• **ASSIGNMENT**
Answer with a bare number: the count of lines in the records below that have the word "collect".

===== DATA FOR THE TASK =====

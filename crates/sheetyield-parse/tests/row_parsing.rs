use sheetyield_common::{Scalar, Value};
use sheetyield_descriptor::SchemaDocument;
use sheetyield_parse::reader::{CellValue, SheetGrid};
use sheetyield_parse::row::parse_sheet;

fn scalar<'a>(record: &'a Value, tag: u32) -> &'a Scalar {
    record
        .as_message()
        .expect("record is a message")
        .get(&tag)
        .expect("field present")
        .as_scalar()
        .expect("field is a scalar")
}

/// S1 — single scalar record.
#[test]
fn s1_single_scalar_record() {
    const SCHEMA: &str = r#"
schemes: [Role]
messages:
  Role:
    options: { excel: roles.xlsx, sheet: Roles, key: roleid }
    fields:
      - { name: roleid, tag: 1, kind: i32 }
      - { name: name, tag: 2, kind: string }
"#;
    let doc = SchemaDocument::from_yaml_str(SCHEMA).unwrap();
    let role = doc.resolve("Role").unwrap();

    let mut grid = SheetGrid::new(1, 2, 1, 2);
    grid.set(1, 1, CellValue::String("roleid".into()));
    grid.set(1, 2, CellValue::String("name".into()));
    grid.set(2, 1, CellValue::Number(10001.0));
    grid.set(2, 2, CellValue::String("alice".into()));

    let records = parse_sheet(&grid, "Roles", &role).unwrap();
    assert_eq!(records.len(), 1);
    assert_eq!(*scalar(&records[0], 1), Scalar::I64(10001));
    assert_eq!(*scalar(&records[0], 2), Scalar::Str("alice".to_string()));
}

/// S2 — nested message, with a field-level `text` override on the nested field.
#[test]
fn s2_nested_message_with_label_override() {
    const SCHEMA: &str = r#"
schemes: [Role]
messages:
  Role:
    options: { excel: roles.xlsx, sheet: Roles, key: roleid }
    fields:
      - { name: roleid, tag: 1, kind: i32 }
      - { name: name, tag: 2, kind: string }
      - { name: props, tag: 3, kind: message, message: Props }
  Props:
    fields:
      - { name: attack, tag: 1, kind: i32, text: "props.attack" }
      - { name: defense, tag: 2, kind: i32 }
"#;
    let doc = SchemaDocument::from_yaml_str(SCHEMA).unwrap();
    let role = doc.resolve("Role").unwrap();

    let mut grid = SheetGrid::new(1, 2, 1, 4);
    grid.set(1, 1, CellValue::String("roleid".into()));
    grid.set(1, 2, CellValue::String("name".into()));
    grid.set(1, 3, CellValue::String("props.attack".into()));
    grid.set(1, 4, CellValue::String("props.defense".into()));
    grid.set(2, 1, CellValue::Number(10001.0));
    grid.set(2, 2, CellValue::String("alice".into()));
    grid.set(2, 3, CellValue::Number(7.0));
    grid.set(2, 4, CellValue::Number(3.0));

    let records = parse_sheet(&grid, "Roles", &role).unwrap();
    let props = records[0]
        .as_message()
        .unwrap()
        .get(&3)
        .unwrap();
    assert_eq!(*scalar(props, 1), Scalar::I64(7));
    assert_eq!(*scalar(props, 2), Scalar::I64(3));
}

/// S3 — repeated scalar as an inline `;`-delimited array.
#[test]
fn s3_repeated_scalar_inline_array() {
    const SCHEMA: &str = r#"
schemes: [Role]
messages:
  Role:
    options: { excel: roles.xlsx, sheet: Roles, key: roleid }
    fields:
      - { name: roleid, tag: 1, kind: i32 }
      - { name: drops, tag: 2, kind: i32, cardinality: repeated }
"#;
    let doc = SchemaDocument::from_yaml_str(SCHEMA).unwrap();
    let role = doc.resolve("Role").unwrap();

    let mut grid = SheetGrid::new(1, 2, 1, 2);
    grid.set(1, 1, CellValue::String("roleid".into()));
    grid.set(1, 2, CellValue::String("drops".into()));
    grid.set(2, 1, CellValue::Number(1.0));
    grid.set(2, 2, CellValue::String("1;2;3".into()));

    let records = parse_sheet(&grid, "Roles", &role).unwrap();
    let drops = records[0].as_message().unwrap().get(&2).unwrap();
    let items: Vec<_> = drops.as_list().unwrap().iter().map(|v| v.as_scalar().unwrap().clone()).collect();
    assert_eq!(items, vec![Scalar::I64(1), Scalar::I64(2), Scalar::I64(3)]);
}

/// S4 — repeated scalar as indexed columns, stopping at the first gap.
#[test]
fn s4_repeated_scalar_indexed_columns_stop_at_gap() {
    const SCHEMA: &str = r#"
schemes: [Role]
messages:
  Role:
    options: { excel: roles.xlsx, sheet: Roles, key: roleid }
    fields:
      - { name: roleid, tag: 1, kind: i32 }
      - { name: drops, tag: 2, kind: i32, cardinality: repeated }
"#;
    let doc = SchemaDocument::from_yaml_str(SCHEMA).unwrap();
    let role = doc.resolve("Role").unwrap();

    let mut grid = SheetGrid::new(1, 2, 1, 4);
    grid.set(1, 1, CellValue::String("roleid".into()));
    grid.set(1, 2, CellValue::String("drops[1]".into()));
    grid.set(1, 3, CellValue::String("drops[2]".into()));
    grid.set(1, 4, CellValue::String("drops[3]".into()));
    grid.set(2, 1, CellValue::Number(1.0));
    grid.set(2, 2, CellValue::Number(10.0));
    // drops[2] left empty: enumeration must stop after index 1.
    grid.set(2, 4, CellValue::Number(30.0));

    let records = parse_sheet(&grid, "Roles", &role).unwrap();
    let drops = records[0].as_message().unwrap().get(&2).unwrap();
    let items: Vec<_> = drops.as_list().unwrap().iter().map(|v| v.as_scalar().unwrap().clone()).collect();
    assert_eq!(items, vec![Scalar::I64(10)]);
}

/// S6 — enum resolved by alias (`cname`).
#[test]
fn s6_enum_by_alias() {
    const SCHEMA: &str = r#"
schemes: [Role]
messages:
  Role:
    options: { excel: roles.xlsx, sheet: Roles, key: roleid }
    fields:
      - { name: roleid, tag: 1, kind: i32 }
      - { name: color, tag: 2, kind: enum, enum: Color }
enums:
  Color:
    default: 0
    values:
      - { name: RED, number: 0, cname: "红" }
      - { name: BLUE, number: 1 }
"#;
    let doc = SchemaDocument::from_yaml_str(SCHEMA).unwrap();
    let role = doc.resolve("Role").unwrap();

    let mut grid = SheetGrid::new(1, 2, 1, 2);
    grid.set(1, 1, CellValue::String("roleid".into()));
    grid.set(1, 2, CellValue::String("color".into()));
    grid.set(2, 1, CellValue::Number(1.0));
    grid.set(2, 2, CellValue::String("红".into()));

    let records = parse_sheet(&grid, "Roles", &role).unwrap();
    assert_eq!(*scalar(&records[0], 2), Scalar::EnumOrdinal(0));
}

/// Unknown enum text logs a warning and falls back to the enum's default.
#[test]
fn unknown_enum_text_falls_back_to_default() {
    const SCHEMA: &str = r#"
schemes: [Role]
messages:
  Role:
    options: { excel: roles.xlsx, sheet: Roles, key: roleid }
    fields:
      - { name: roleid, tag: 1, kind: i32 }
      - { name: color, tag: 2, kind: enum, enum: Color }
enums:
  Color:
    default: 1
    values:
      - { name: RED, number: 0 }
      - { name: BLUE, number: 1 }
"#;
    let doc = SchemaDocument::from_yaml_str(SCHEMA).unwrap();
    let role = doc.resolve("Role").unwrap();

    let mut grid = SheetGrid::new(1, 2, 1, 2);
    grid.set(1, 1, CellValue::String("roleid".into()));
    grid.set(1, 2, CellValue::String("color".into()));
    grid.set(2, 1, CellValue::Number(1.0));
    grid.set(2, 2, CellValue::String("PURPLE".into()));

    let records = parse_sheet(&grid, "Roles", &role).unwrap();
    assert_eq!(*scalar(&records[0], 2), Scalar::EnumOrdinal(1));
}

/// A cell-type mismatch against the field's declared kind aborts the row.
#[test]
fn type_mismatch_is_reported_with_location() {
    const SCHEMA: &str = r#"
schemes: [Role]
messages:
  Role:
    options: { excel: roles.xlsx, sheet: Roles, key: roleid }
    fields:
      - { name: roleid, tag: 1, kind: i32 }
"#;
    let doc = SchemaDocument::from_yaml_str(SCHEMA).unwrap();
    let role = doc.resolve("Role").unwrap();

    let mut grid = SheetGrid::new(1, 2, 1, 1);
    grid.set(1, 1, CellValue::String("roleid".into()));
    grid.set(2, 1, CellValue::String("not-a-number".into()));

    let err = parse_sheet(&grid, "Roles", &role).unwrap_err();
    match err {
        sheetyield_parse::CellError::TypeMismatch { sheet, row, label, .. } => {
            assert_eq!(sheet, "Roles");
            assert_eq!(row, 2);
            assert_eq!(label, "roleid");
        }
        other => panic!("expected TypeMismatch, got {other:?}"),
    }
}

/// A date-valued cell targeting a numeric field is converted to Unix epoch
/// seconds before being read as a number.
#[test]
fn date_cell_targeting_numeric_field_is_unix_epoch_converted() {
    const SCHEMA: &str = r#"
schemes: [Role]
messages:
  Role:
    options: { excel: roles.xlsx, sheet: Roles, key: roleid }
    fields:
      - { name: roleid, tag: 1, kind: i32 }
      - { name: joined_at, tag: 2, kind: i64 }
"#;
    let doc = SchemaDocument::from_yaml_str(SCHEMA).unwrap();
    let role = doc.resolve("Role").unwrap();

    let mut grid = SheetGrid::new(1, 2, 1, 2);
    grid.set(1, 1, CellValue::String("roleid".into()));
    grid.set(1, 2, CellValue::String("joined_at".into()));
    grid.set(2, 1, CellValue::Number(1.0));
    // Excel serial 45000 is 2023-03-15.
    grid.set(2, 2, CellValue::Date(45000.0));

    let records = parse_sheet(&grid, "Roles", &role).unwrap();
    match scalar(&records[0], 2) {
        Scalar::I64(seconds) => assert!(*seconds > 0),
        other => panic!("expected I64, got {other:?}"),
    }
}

=====
===== DATA FOR THE TASK =====

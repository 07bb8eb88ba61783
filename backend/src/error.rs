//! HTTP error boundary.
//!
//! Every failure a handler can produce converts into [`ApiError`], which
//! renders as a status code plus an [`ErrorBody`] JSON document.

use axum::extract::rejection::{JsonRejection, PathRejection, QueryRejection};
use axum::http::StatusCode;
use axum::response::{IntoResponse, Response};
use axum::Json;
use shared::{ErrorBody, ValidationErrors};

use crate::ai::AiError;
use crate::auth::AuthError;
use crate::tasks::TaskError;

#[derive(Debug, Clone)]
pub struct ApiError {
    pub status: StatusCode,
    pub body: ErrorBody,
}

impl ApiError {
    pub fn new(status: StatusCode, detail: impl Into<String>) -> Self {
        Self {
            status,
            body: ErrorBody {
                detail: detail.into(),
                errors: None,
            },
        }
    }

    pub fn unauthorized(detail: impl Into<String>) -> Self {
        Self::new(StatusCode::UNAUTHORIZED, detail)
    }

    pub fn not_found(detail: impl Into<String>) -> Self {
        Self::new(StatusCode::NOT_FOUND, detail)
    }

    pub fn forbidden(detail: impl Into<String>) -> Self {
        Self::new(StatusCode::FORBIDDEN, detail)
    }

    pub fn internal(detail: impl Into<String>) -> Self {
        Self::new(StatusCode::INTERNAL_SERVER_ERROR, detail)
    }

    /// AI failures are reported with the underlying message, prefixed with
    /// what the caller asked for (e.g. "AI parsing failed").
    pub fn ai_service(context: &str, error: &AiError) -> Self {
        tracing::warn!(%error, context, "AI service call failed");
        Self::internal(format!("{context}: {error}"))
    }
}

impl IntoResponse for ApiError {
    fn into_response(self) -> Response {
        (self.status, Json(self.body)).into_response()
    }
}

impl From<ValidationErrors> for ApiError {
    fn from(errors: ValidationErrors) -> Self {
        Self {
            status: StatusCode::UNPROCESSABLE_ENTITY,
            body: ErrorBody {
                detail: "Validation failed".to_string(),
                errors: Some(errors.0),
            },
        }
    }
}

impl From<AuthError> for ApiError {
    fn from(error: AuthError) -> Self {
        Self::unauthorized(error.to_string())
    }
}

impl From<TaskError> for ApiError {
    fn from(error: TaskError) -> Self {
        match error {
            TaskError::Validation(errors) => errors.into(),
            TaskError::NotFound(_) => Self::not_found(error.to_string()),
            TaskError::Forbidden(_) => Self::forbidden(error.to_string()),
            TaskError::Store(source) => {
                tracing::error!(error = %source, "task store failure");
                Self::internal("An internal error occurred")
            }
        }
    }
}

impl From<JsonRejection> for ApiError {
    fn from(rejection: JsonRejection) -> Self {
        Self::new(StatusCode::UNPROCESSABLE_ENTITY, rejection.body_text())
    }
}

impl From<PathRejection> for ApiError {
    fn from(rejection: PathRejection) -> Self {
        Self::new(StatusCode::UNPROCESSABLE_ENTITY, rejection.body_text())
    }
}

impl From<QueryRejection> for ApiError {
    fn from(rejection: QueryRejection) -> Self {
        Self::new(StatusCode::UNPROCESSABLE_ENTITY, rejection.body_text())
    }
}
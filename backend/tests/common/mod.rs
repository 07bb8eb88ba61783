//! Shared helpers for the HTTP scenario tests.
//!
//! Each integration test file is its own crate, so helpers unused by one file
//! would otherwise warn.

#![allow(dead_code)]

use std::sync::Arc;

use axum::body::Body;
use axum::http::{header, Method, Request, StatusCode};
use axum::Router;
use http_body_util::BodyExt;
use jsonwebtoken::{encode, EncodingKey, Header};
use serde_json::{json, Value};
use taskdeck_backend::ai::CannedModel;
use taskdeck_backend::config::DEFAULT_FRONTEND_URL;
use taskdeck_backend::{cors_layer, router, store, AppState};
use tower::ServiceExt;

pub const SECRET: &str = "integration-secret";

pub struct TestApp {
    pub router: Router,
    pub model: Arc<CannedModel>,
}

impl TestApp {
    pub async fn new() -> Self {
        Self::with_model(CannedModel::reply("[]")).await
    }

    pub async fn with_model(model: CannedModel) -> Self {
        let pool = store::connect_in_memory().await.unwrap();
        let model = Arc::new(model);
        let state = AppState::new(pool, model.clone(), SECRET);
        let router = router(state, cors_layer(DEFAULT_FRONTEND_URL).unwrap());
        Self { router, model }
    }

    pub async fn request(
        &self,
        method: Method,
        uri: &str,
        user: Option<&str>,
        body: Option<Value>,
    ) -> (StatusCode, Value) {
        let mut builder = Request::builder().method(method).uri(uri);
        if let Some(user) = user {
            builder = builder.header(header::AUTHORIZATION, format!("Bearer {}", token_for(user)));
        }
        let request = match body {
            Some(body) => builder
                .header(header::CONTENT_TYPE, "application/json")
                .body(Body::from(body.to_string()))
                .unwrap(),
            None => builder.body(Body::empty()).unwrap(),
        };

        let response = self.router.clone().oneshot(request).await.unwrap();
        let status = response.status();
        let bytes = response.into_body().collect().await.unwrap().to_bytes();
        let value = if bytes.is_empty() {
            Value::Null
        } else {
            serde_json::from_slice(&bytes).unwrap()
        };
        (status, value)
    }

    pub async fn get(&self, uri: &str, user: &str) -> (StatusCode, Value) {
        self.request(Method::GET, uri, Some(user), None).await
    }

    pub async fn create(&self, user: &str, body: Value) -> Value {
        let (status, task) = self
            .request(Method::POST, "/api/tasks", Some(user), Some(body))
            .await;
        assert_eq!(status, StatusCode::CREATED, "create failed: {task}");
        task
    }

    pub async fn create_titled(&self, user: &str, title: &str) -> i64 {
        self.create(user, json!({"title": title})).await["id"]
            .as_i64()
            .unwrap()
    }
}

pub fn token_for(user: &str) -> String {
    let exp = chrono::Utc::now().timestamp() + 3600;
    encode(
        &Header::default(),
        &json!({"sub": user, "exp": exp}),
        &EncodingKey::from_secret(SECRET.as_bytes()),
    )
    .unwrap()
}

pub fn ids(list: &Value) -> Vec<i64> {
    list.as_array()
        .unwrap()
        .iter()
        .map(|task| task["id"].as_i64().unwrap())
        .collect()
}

=====
===== DATA FOR THE TASK =====

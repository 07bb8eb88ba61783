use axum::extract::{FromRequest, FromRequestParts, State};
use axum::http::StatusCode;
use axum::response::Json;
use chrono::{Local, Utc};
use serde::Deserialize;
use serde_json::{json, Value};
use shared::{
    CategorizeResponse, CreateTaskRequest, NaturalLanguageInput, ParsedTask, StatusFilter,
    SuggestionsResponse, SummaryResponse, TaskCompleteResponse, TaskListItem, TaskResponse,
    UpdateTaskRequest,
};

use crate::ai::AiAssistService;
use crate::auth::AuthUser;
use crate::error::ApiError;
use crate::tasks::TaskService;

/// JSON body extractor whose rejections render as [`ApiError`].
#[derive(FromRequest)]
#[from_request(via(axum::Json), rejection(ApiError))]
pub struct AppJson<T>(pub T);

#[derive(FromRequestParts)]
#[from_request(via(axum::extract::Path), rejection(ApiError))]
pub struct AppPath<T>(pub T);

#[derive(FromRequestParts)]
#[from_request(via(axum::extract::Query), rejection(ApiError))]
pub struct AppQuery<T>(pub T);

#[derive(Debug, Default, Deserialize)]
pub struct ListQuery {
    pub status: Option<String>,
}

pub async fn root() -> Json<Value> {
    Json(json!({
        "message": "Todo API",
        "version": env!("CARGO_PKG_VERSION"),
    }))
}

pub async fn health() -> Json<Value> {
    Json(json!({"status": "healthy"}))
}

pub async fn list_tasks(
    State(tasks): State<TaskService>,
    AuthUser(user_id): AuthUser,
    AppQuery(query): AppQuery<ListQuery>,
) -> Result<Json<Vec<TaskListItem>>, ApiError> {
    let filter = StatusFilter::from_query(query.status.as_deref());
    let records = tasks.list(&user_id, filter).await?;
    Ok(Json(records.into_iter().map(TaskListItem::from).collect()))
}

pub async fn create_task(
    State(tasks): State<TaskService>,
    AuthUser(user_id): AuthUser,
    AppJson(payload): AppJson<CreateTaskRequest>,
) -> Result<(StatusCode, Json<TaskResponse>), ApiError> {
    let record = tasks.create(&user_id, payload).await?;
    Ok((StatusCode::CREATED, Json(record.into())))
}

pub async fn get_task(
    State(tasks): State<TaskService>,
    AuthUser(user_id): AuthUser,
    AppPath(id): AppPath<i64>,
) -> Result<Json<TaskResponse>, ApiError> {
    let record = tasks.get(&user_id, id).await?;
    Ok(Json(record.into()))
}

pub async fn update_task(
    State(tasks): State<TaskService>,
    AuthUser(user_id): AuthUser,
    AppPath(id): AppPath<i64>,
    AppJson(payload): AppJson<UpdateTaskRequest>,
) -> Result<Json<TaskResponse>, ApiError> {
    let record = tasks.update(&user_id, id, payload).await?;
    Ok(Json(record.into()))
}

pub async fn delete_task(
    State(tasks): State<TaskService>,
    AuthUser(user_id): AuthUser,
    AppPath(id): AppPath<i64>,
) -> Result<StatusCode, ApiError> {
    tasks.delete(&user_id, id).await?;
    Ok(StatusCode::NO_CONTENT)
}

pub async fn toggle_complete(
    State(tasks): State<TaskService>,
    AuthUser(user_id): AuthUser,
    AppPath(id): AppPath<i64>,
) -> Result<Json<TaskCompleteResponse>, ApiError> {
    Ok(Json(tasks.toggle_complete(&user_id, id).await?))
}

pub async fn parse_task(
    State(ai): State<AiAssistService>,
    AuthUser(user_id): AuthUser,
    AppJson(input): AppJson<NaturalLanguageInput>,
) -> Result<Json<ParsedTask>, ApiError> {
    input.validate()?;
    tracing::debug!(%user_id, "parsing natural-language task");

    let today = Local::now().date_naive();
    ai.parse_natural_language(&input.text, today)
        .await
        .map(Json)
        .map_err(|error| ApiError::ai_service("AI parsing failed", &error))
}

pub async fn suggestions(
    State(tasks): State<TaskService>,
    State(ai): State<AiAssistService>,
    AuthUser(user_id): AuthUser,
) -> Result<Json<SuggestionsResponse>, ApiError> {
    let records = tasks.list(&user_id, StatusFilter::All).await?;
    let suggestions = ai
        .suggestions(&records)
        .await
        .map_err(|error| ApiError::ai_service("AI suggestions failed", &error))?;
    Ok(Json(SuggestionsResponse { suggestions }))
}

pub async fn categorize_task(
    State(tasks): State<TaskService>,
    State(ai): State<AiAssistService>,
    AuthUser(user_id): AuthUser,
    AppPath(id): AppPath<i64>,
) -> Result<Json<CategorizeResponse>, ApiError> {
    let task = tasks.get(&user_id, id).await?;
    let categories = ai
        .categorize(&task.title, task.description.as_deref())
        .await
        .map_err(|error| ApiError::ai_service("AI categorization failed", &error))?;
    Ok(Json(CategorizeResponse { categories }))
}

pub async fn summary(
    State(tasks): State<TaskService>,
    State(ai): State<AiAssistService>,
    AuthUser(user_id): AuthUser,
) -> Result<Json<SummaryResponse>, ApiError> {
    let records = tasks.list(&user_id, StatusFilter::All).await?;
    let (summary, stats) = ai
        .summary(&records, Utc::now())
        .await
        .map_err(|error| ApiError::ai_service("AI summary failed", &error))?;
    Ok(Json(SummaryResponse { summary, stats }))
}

=====

• **RESPONSE TO THIS EXERCISE**
5